Some people are completely against social media sites, thinking they should be banned because of their addictive nature.  Some people wish to boycott social media altogether.  Personally I think that’s a bit extreme.  After all, no one put a gun to our heads and told us to sign on and create an account.

But that’s not why I’m writing this.  I’m not here to judge social media sites for their destructive and addictive nature, because while to some a social media site might be addictive and destructive, to others social media is a vital tool in their lives and businesses.  It’s when it’s not a “tool” that I argue these sites can become problematic.

Why I use social media accounts in my business

The first thing I want to mention is that I have Twitter, Instagram, Facebook, and Pinterest accounts for every single one of my content based websites.   These social media platforms are important in preserving an identity for my sites as well as driving traffic to my sites.  Essentially they are for branding and awareness purposes which I think are an integral part of any website, especially those that are content based.  The point I’m making is that each social media platform mentioned above has a specific purpose for my properties.  These sites are updated with either links to original content from my websites, or there is original content posted specifically for each social media site which coincides with the subject of each brand.
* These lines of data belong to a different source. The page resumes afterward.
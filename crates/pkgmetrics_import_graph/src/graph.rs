use dashmap::DashMap;
use log::{debug, trace};
use serde::{Serialize, Serializer, ser::SerializeMap};
use std::collections::BTreeMap;

use pkgmetrics_core::{Import, Package};

use crate::extractor::FileImports;

/// Package to its deduplicated imports.
///
/// Each import keeps the number of files that contributed it, so a package
/// split over several files still reports how often a dependency is used.
/// Keys and imports are kept sorted.
#[derive(Debug, Clone, Default, PartialEq, Eq)]
pub struct ImportGraph {
    packages: BTreeMap<Package, BTreeMap<Import, usize>>,
}

impl ImportGraph {
    pub fn new() -> Self {
        Self::default()
    }

    /// Unions `imports` into `package`, creating the package if needed.
    pub fn add<I>(&mut self, package: Package, imports: I)
    where
        I: IntoIterator<Item = Import>,
    {
        let entry = self.packages.entry(package).or_default();
        for import in imports {
            *entry.entry(import).or_insert(0) += 1;
        }
    }

    pub fn add_file(&mut self, file: FileImports) {
        self.add(file.package, file.imports);
    }

    pub fn contains(&self, package: &str) -> bool {
        self.packages.contains_key(package)
    }

    /// Deduplicated imports of `package`, sorted.
    pub fn imports(&self, package: &str) -> impl Iterator<Item = &Import> {
        self.packages.get(package).into_iter().flat_map(|imports| imports.keys())
    }

    /// How many files of `package` import `import`.
    pub fn count(&self, package: &str, import: &str) -> usize {
        self.packages.get(package).and_then(|imports| imports.get(import)).copied().unwrap_or(0)
    }

    pub fn iter(&self) -> impl Iterator<Item = (&Package, &BTreeMap<Import, usize>)> {
        self.packages.iter()
    }

    pub fn packages(&self) -> impl Iterator<Item = &Package> {
        self.packages.keys()
    }

    pub fn len(&self) -> usize {
        self.packages.len()
    }

    pub fn is_empty(&self) -> bool {
        self.packages.is_empty()
    }

    /// Plain `package -> imports` view, dropping the counts.
    pub fn to_map(&self) -> BTreeMap<String, Vec<String>> {
        self.packages
            .iter()
            .map(|(pkg, imports)| {
                (pkg.to_string(), imports.keys().map(|i| i.to_string()).collect())
            })
            .collect()
    }
}

impl Serialize for ImportGraph {
    fn serialize<S: Serializer>(&self, serializer: S) -> Result<S::Ok, S::Error> {
        let mut map = serializer.serialize_map(Some(self.packages.len()))?;
        for (package, imports) in &self.packages {
            let imports: Vec<&Import> = imports.keys().collect();
            map.serialize_entry(package, &imports)?;
        }
        map.end()
    }
}

/// Collects per-file results from many workers into one graph.
#[derive(Debug, Default)]
pub struct GraphAssembler {
    packages: DashMap<Package, BTreeMap<Import, usize>>,
}

impl GraphAssembler {
    pub fn new() -> Self {
        Self::default()
    }

    /// Merges one file's contribution. Safe to call concurrently; files of the
    /// same package are unioned, never overwritten.
    pub fn merge(&self, file: FileImports) {
        trace!("Merging {} into {}", file.path, file.package);
        let mut entry = self.packages.entry(file.package).or_default();
        for import in file.imports {
            *entry.entry(import).or_insert(0) += 1;
        }
    }

    pub fn finish(self) -> ImportGraph {
        let packages: BTreeMap<_, _> = self.packages.into_iter().collect();
        debug!("Assembled graph with {} packages", packages.len());
        ImportGraph { packages }
    }
}

#[cfg(test)]
mod tests {
    use super::*;
    use pkgmetrics_core::Language;
    use rayon::prelude::*;
    use std::collections::BTreeSet;

    fn file(path: &str, package: &str, imports: &[&str]) -> FileImports {
        FileImports {
            path: path.to_string(),
            language: Language::Go,
            package: Package::from(package),
            imports: imports.iter().map(|i| Import::from(*i)).collect(),
        }
    }

    #[test]
    fn test_files_of_one_package_are_unioned() {
        let assembler = GraphAssembler::new();
        assembler.merge(file("cmd/a.go", "example.com/p/cmd", &["fmt", "os"]));
        assembler.merge(file("cmd/b.go", "example.com/p/cmd", &["fmt", "example.com/p/moo"]));
        let graph = assembler.finish();

        let imports: Vec<&str> = graph.imports("example.com/p/cmd").map(|i| i.as_str()).collect();
        assert_eq!(imports, vec!["example.com/p/moo", "fmt", "os"]);
        assert_eq!(graph.count("example.com/p/cmd", "fmt"), 2);
        assert_eq!(graph.count("example.com/p/cmd", "os"), 1);
    }

    #[test]
    fn test_merge_is_order_independent() {
        let files = vec![
            file("a/x.go", "a", &["fmt", "b"]),
            file("a/y.go", "a", &["os"]),
            file("a/z.go", "a", &["b", "c"]),
            file("b/b.go", "b", &["c"]),
            file("c/c.go", "c", &[]),
        ];

        let forward = GraphAssembler::new();
        files.iter().cloned().for_each(|f| forward.merge(f));
        let backward = GraphAssembler::new();
        files.iter().rev().cloned().for_each(|f| backward.merge(f));
        let parallel = GraphAssembler::new();
        files.par_iter().cloned().for_each(|f| parallel.merge(f));

        let forward = forward.finish();
        assert_eq!(forward, backward.finish());
        assert_eq!(forward, parallel.finish());

        let union: BTreeSet<&str> = files
            .iter()
            .filter(|f| f.package.as_str() == "a")
            .flat_map(|f| f.imports.iter().map(|i| i.as_str()))
            .collect();
        let merged: BTreeSet<&str> = forward.imports("a").map(|i| i.as_str()).collect();
        assert_eq!(merged, union);
    }

    #[test]
    fn test_package_without_imports_is_kept() {
        let mut graph = ImportGraph::new();
        graph.add_file(file("c/c.go", "c", &[]));
        assert!(graph.contains("c"));
        assert_eq!(graph.imports("c").count(), 0);
        assert!(!graph.contains("missing"));
    }

    #[test]
    fn test_serializes_as_package_to_imports() {
        let mut graph = ImportGraph::new();
        graph.add(Package::from("example.com/p/main"), vec![Import::from("example.com/p/cmd")]);
        graph.add(Package::from("example.com/p/cmd"), vec![Import::from("fmt")]);

        let json = serde_json::to_string(&graph).unwrap();
        assert_eq!(
            json,
            r#"{"example.com/p/cmd":["fmt"],"example.com/p/main":["example.com/p/cmd"]}"#
        );
        assert_eq!(graph.to_map().len(), 2);
    }
}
It’s definitely appropriate to answer any comments that come the way of the sites and be a solid representative of the brand.  However, outside of that, social media sites are promotional in nature.  Anything that goes outside of preserving the brand or promoting it is when the use of said social media sites might be deviating from an appropriate use of time.  For example, if I’m just dilly dallying inside of a social media account for one of my brands and it doesn’t benefit the brand in any way, it’s probably better to do something else.  In other words, if I’m spending more than 5 minutes a day on each social media site which represents one of my properties, I’m likely doing something wrong.

Why I quit my personal Twitter and Instagram accounts

In a completely separate “business” that I run, I’m trying to grow my personal brand.   In order to do so I was doing the following: updating this site once a day, updating my personal twitter account once a day, posting on Facebook once a day, posting on Linkedin once a day, and posting on Instagram once a day.   But here’s the thing.  There’s only two social media platforms where I’m relatively known and get any kind of traction: Linkedin and Facebook.  And by traction I mean attention to myself and this website.   But even though, by no means am I a “big” person on these platforms, far from it.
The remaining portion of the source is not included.